* **Stored items**:
--------------------------------

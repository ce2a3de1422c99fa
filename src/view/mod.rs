//! View derivation: criteria, the pure list deriver, and display view models.
//!
//! # Modules
//!
//! - [`criteria`]: List criteria and the map quick filter
//! - [`derive`](mod@derive): Pure filter-and-sort projection of the record collection
//! - [`viewmodel`]: Display-ready list rows and park detail

pub mod criteria;
pub mod derive;
pub mod viewmodel;

pub use criteria::{CategoryFilter, FilterSortCriteria, QuickFilter, SortDirection, SortKey};
pub use derive::derive;
pub use viewmodel::{details_path, ListRow, ListViewModel, ParkDetail};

--------------------------------

* **WHAT YOU NEED TO DO**: Return all the data exactly as given.

* **TASK RESPONSE**:
repository ce2a3de1422c99fa
filename src/view/mod.rs
//! View derivation: criteria, the pure list deriver, and display view models.
//!
//! # Modules
//!
//! - [`criteria`]: List criteria and the map quick filter
//! - [`derive`](mod@derive): Pure filter-and-sort projection of the record collection
//! - [`viewmodel`]: Display-ready list rows and park detail

pub mod criteria;
pub mod derive;
pub mod viewmodel;

pub use criteria::{CategoryFilter, FilterSortCriteria, QuickFilter, SortDirection, SortKey};
pub use derive::derive;
pub use viewmodel::{details_path, ListRow, ListViewModel, ParkDetail};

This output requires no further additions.